Um wow. That is to say that 4 in 5 Republicans respond to questions in an explicitly racist manner.

The implicit racism tests are more sophisticated and use the Affect Misattribution Procedure to identify our unconscious attitudes on racism. The finding in this case suggest that as a society we still have a long way to go,

Implicit anti‐Black attitudes manifested almost the identical pattern but with smaller differences between the parties, higher apparent levels of racism among Democrats, and lower apparent levels of racism among Republicans. In 2008, the proportion of people expressing anti‐Black attitudes was 46% among Democrats, 48% among independents, and 53% among Republicans, statistically significant differences (p=.03). In 2012, the proportion of people expressing anti‐Black attitudes was 55% among Democrats, 49% among independents, and 64% among Republicans, again highly significant differences (p<.001).

These are obviously measuring two different things, but I think it’s pretty fair to say that being explicitly racist is much worse than being implicitly racist.

If I understand the test correctly, the person identified as implicitly racist is labeled as such because they associate a black person with unpleasantness. This isn’t necessarily, a bad thing. If the implicit racist lives in a world where there is a strong socioeconomic divide along racial lines, then their response may simply reflect that the black people they see are living in relatively unpleasant conditions. I think one could argue in some cases it might actually be good to recognize this socioeconomic divide, if it does exist. Of course, in some cases people will react this way for other, less charitable reasons. I think this ambiguity explains why difference between democrats and republicans erodes somewhat with the implicit test.

This is in contrast to the explicit racist who actually believes that the black person is, or somehow should be, inferior and says as much. So, it’s definitely worse to be explicitly racist.

Horrible and depressing.

The non-divide between Romney and Obama on foreign policy

Watching the presidential debate on foreign policy, I think that Romney is working hard to convey a large difference between him and Obama on the different issues—whether a genuine difference exists or not. There certainly are some differences between the two candidates, much of which might be attributable to Obama having more experience. However, the upshot of this from my perspective as an Obama supporter, is that Romney ultimately wouldn’t be that bad if he were to end up as president. That he generally agrees with Obama, but merely lacks experience, is actually pretty comforting.

Promises and incumbents

Its interesting that in last nights presidential debate Mitt Romney appeared to make substantially more promises about what he will do if elected president than Barak Obama made. I could be wrong on this, but it seems like when Obama was campaigning and debating in 2008 he made plenty of promises of what he would do, some broken promises of which are plaguing him now.

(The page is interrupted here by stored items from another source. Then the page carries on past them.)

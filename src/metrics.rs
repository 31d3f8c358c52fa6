//! Prometheus metrics.
//!
//! All metrics live in the default registry behind a process-wide
//! [`OnceLock`]. [`Metrics::init`] is called once from `main` when the
//! prometheus endpoint is enabled; probes and the supervisor update
//! metrics only when [`Metrics::get`] returns one, so the rest of the code
//! (and the tests) runs fine without a registry.

use std::sync::OnceLock;

use prometheus::{
    register_counter_vec, register_gauge_vec, CounterVec, Encoder, GaugeVec, TextEncoder,
};

use crate::config::ServiceSpec;

static METRICS: OnceLock<Metrics> = OnceLock::new();

const NAMESPACE: &str = "birdwatcher";
const SUBSYSTEM: &str = "service";

/// All exported metrics.
pub struct Metrics {
    /// Static service configuration, exported as labels.
    pub service_info: GaugeVec,

    /// Current health state per service (1 = up, 0 = down).
    pub service_state: GaugeVec,

    /// Duration of the last check in milliseconds.
    pub service_check_duration: GaugeVec,

    /// State transitions per service.
    pub service_transition_total: CounterVec,

    /// Successful checks per service.
    pub service_success_total: CounterVec,

    /// Failed checks per service.
    pub service_fail_total: CounterVec,

    /// Checks killed at the deadline per service.
    pub service_timeout_total: CounterVec,

    /// Per-prefix advertisement state (1 = advertised, 0 = withdrawn).
    pub prefix_state: GaugeVec,
}

impl Metrics {
    /// Registers all metrics in the default registry. Idempotent.
    pub fn init() -> Result<(), prometheus::Error> {
        if METRICS.get().is_some() {
            return Ok(());
        }

        let metrics = Self::register()?;
        let _ = METRICS.set(metrics);
        Ok(())
    }

    /// The registered metrics, if [`Metrics::init`] has run.
    pub fn get() -> Option<&'static Metrics> {
        METRICS.get()
    }

    fn register() -> Result<Self, prometheus::Error> {
        let opts = |name: &str, help: &str| {
            prometheus::Opts::new(name, help)
                .namespace(NAMESPACE)
                .subsystem(SUBSYSTEM)
        };

        Ok(Self {
            service_info: register_gauge_vec!(
                opts("info", "Services and their configuration"),
                &[
                    "service",
                    "function_name",
                    "command",
                    "interval",
                    "timeout",
                    "rise",
                    "fail"
                ]
            )?,
            service_state: register_gauge_vec!(
                opts("state", "Current health state per service"),
                &["service"]
            )?,
            service_check_duration: register_gauge_vec!(
                opts("check_duration", "Service check duration in milliseconds"),
                &["service"]
            )?,
            service_transition_total: register_counter_vec!(
                opts("transition_total", "Number of transitions per service"),
                &["service"]
            )?,
            service_success_total: register_counter_vec!(
                opts("success_total", "Number of successful probes per service"),
                &["service"]
            )?,
            service_fail_total: register_counter_vec!(
                opts("fail_total", "Number of failed probes per service"),
                &["service"]
            )?,
            service_timeout_total: register_counter_vec!(
                opts("timeout_total", "Number of timed out probes per service"),
                &["service"]
            )?,
            prefix_state: register_gauge_vec!(
                opts("prefix_state", "Advertisement state per prefix"),
                &["service", "prefix"]
            )?,
        })
    }

    /// The info gauge for a service, with its configuration as labels.
    pub fn info_for(&self, spec: &ServiceSpec) -> prometheus::Gauge {
        self.service_info.with_label_values(&[
            &spec.name,
            &spec.function_name,
            &spec.command,
            &spec.interval.as_secs().to_string(),
            &format!("{:?}", spec.timeout),
            &spec.rise.to_string(),
            &spec.fail.to_string(),
        ])
    }
}

/// Text encoding of the default registry, for the HTTP endpoint.
pub fn gather() -> String {
    let encoder = TextEncoder::new();
    let mut buffer = Vec::new();
    if encoder.encode(&prometheus::gather(), &mut buffer).is_err() {
        return String::new();
    }
    String::from_utf8(buffer).unwrap_or_default()
}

In other words, what I’m seeing is that the challengers in these elections make plenty of promises, while the incumbents are much more cautious. But the irony here is that if the incumbent is re-elected, it doesn’t hurt him four years later if he breaks his promises (since he won’t be running again), while the opposite is true of the challenger.

I’m making this generalization from very few data points, so it could be bunk, although at least in this case it seems to be true.